4 (\frac{25}{4} + - \frac{9}{4} + 3 y - y^{2}) = \sin (2 x)

25 - 4 {(y - \frac{3}{2})}^{2} = \sin (2 x)

{(y - \frac{3}{2})}^{2} = \frac{25 - \sin (2 x)}{4}

y = \frac{1}{2} [3 \pm 5 \sqrt{1 - \frac{\sin (2 x)}{25}}]

(a) for x \in R

(b) y = maximum / minimum when \sin (2 x) = - 1

or 2 x = 2 k π + \frac{3 π}{2}

or x = k π + \frac{3 π}{4}

Commented by tawa tawa last updated on 04/Jul/17

Wow God bless you sir .

Commented by 1234Hello last updated on 04/Jul/17

Sir, but why in 3^{rd} line you integrate

with respect to the function and not

x ? Sir simply \int (3 - 2 y) d y = 3 y - y^{2} ?
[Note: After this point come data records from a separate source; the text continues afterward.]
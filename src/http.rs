//! # HTTP API
//!
//! `POST /identify` over axum. Reconciliation takes blocking key locks, so
//! each request runs the engine on the blocking thread pool.

use crate::error::ReconcileError;
use crate::model::IdentifyRequest;
use crate::Unicontact;
use axum::{
    extract::{rejection::JsonRejection, State},
    http::StatusCode,
    response::{IntoResponse, Response},
    routing::post,
    Json, Router,
};
use serde::{Deserialize, Serialize};
use std::sync::Arc;
use tokio::net::TcpListener;
use tracing::{error, info};

/// Error body returned for every non-200 response.
#[derive(Debug, Clone, PartialEq, Eq, Serialize, Deserialize)]
pub struct ErrorBody {
    pub error: String,
}

pub fn router(service: Arc<Unicontact>) -> Router {
    Router::new()
        .route("/identify", post(identify_handler))
        .with_state(service)
}

/// Serve until ctrl-c.
pub async fn serve(listener: TcpListener, service: Arc<Unicontact>) -> anyhow::Result<()> {
    info!("HTTP API server listening on {}", listener.local_addr()?);
    axum::serve(listener, router(service))
        .with_graceful_shutdown(shutdown_signal())
        .await?;
    info!("HTTP API server stopped");
    Ok(())
}

async fn shutdown_signal() {
    if let Err(err) = tokio::signal::ctrl_c().await {
        error!(error = %err, "failed to listen for shutdown signal");
    }
}

pub(crate) async fn identify_handler(
    State(service): State<Arc<Unicontact>>,
    payload: Result<Json<IdentifyRequest>, JsonRejection>,
) -> Response {
    let request = match payload {
        Ok(Json(request)) => request,
        Err(rejection) => return error_response(StatusCode::BAD_REQUEST, rejection.body_text()),
    };

    match tokio::task::spawn_blocking(move || service.identify(request)).await {
        Ok(Ok(response)) => (StatusCode::OK, Json(response)).into_response(),
        Ok(Err(ReconcileError::Validation(err))) => {
            error_response(StatusCode::BAD_REQUEST, err.to_string())
        }
        Ok(Err(ReconcileError::Store(err))) => {
            error!(error = %err, "identify failed");
            error_response(StatusCode::INTERNAL_SERVER_ERROR, err.to_string())
        }
        Err(err) => {
            error!(error = %err, "identify task aborted");
            error_response(
                StatusCode::INTERNAL_SERVER_ERROR,
                "identify task aborted".to_string(),
            )
        }
    }
}

fn error_response(status: StatusCode, error: String) -> Response {
    (status, Json(ErrorBody { error })).into_response()
}

#[cfg(test)]
mod tests {
    use super::*;
    use crate::model::{ContactId, IdentifyResponse};
    use axum::body::{to_bytes, Body};
    use axum::extract::FromRequest;
    use axum::http::Request;

    async fn call(service: &Arc<Unicontact>, body: &str) -> (StatusCode, serde_json::Value) {
        let request = Request::builder()
            .method("POST")
            .uri("/identify")
            .header("content-type", "application/json")
            .body(Body::from(body.to_string()))
            .unwrap();
        let payload = Json::<IdentifyRequest>::from_request(request, &()).await;
        let response = identify_handler(State(Arc::clone(service)), payload).await;
        let status = response.status();
        let bytes = to_bytes(response.into_body(), usize::MAX).await.unwrap();
        (status, serde_json::from_slice(&bytes).unwrap())
    }

    #[tokio::test]
    async fn identify_returns_consolidated_contact() {
        let service = Arc::new(Unicontact::new());
        let (status, body) = call(&service, r#"{"email":"a@x.com","phoneNumber":"111"}"#).await;
        assert_eq!(status, StatusCode::OK);
        let response: IdentifyResponse = serde_json::from_value(body).unwrap();
        assert_eq!(response.contact.primary_contact_id, ContactId(1));

        let (status, body) = call(&service, r#"{"email":"a@x.com","phoneNumber":"222"}"#).await;
        assert_eq!(status, StatusCode::OK);
        assert_eq!(body["contact"]["primaryContactId"], 1);
        assert_eq!(body["contact"]["phoneNumbers"], serde_json::json!(["111", "222"]));
        assert_eq!(body["contact"]["secondaryContactIds"], serde_json::json!([2]));
    }

    #[tokio::test]
    async fn identify_rejects_missing_identifiers() {
        let service = Arc::new(Unicontact::new());
        for body in [r#"{}"#, r#"{"email":null,"phoneNumber":null}"#] {
            let (status, body) = call(&service, body).await;
            assert_eq!(status, StatusCode::BAD_REQUEST);
            assert_eq!(body["error"], "email or phoneNumber required");
        }
        assert_eq!(service.metrics().commits, 0);
    }

    #[tokio::test]
    async fn identify_rejects_malformed_json() {
        let service = Arc::new(Unicontact::new());
        let (status, body) = call(&service, "{not json").await;
        assert_eq!(status, StatusCode::BAD_REQUEST);
        assert!(body["error"].as_str().is_some_and(|error| !error.is_empty()));
    }
}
Commented by Tinkutara last updated on 04/Jul/17

Then my answer is correct or not ?

Commented by mrW1 last updated on 04/Jul/17

there is no special reason . it makes no

real difference . i just wanted to keep

the terms together .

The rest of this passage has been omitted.